There is the woman Xuexue from the robot garden who was an uploader on Earth. She turned children into deathless software slaves in the sky, in the time before the Collapse, before Sobornost. That is what pulls me to the home of humanity now, the knowledge that this memory has a purpose, that there is something in the world of ghosts that I need.

And then there is the closed door.

I open my eyes. The Box is still spinning. I have been distracting myself. Earth is where the answers lie – and inside the locked room in my head.

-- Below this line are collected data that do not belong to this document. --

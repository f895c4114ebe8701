//! Seeded gameplay RNG
//!
//! A small linear-congruential generator (Numerical Recipes constants) over
//! 32-bit state. Every gameplay-affecting draw - platform widths, target
//! heights, the reachability solver's descent discount - goes through one
//! instance of this, so a run is fully reproducible from its seed. The
//! sequence is a behavioral contract: the golden generator test depends on
//! these exact constants and the modulo-2^32 wraparound.

use serde::{Deserialize, Serialize};

/// Deterministic LCG random source
#[derive(Debug, Clone, Serialize, Deserialize)]
pub struct SeededRng {
    seed: u32,
}

impl SeededRng {
    pub fn new(seed: u32) -> Self {
        Self { seed }
    }

    /// Advance the state and return the raw 32-bit seed
    pub fn next_seed(&mut self) -> u32 {
        self.seed = self.seed.wrapping_mul(1_664_525).wrapping_add(1_013_904_223);
        self.seed
    }

    /// Uniform draw in [0, 1)
    pub fn random(&mut self) -> f64 {
        f64::from(self.next_seed()) / 4_294_967_296.0
    }

    /// Uniform integer in [min, max], inclusive on both ends
    pub fn random_int(&mut self, min: i64, max: i64) -> i64 {
        (self.random() * (max - min + 1) as f64).floor() as i64 + min
    }

    /// Uniform float in [min, max)
    pub fn random_float(&mut self, min: f64, max: f64) -> f64 {
        self.random() * (max - min) + min
    }
}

What would Jean le Flambeur do?

I take the Box and hum a few notes of Stan Getz. A circular opening appears in the curving surface of one of the walls. Much of the ship’s structure is made from Oortian smartcoral – or väki, as they call it – and it responds to music. I have had enough time to watch Mieli to figure that out. No doubt the ship knows what I’m doing, but I like the modicum of privacy that comes from having a hiding place.

I put the Box inside and make an inventory of the contents. A couple of zoku jewels – tiny dark amber ovals the size of quail eggs – stolen on Mars when the detective Isidore Beautrelet and I went to his girlfriend Pixil’s reincarnation party. There is also her Realmspace sword, which I brought with me from the battle with my other self, Jean le Roi.